Le danger est que chaque communauté ait sa déclaration
A l’opposé de ces déclarations très inculturées, certains veulent, au
contraire, ouvrir la Déclaration de 1948 à toutes les cultures. Ils
tentent de concilier une certaine universalité avec l’infinie diversité
humaine. « Il n’est de vérité que relative, écrit Joseph
Yacoub[, fût-elle celle des droits de
l’homme. S’il est vrai que les droits de l’homme ont pour fondement des
valeurs essentielles, intrinsèquement inhérentes à tous les hommes et à
toutes les cultures, il n’en demeure pas moins qu’elles se déclinent
différemment et relèvent de civilisations qui ont des conceptions du
monde, d’un dieu, de la société ou de l’homme fort différentes ». Dès
lors, l’auteur propose une réécriture de la Déclaration. Ainsi,
l’article premier deviendrait : « Tous les êtres humains naissent libres
et égaux en dignité et en droits dans la diversité des civilisations,
le pluralisme des cultures et la relativité des valeurs. L’universalisme
s’acquiert. c’est une conquête et il est la synthèse et le dépassement
d’une pluralité de singularités culturelles et de valeurs.

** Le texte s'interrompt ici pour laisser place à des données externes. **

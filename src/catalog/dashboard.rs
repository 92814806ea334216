use chrono::{DateTime, Datelike, Utc};
use serde::Serialize;

use crate::api::{self, ApiClient};
use crate::api::materials::MaterialsPage;
use crate::core::cache::keys;
use crate::core::{AppError, QueryCache};
use crate::models::materials::Material;
use crate::models::pagination::PageQuery;
use crate::session::SessionStore;

const DASHBOARD_PAGE_SIZE: i32 = 100;

#[derive(Debug, Clone, PartialEq, Serialize)]
pub struct DashboardSummary {
    pub total_materials: i64,
    pub total_downloads: i64,
    pub average_rating: f64,
    pub this_month_uploads: i64,
}

impl DashboardSummary {
    pub fn zeroed() -> Self {
        Self {
            total_materials: 0,
            total_downloads: 0,
            average_rating: 0.0,
            this_month_uploads: 0,
        }
    }
}

#[derive(Debug, Clone)]
pub struct DashboardView {
    pub materials: Vec<Material>,
    pub summary: DashboardSummary,
}

/// The teacher's own corner: their materials plus aggregates computed
/// from them. An anonymous caller gets the zeroed view instead of an
/// error.
pub async fn load(
    client: &ApiClient,
    session: &SessionStore,
    cache: &QueryCache,
) -> Result<DashboardView, AppError> {
    if !session.is_authenticated() {
        return Ok(DashboardView {
            materials: Vec::new(),
            summary: DashboardSummary::zeroed(),
        });
    }

    let page = PageQuery::new(1, DASHBOARD_PAGE_SIZE);
    let cache_key = keys::my_materials(page.page);

    let fetched: MaterialsPage = match cache.get(&cache_key) {
        Ok(Some(hit)) => hit,
        _ => {
            let fetched = api::materials::my_materials(client, &page)
                .await
                .map_err(|error| session.absorb_unauthorized(error))?;
            if let Err(error) = cache.set(&cache_key, &fetched) {
                tracing::warn!(error = %error, "query cache write failed");
            }
            fetched
        }
    };

    let summary = summarize(&fetched.materials, fetched.pagination.count, Utc::now());
    Ok(DashboardView {
        materials: fetched.materials,
        summary,
    })
}

pub fn summarize(materials: &[Material], total_count: i64, now: DateTime<Utc>) -> DashboardSummary {
    let total_downloads = materials.iter().map(|m| m.download_count).sum();

    let rated: Vec<f64> = materials
        .iter()
        .filter(|m| m.total_ratings > 0)
        .map(|m| m.avg_rating)
        .collect();
    let average_rating = if rated.is_empty() {
        0.0
    } else {
        rated.iter().sum::<f64>() / rated.len() as f64
    };

    let this_month_uploads = materials
        .iter()
        .filter(|m| m.created_at.year() == now.year() && m.created_at.month() == now.month())
        .count() as i64;

    DashboardSummary {
        total_materials: total_count,
        total_downloads,
        average_rating,
        this_month_uploads,
    }
}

Ils ont des droits individuels, des droits collectifs et des droits
communautaires, qui sont indivisibles, interdépendants et intimement
liés. Aucun de ces droits n’occupe une position prééminente par rapport
aux autres. Les droits civils et politiques ne sauraient être dissociés
des droits économiques, sociaux et culturels. La personne est à la fois
individu et communauté. Ils sont doués de raison et de conscience et
doivent agir les uns envers les autres dans un esprit de fraternité ».
Sont en italiques les additions de Yacoub. Elles révèlent en fait une
double relativisation : d’une part, dans la volonté, comme nous avons
dit, de permettre à toute culture de se retrouver dans cette nouvelle
version mais d’autre part aussi dans le refus de hiérarchiser les
droits.
Vu l’abondance et la gravité des critiques émises, on pourrait se
demander si la référence aux droits de l’homme n’est pas à abandonner.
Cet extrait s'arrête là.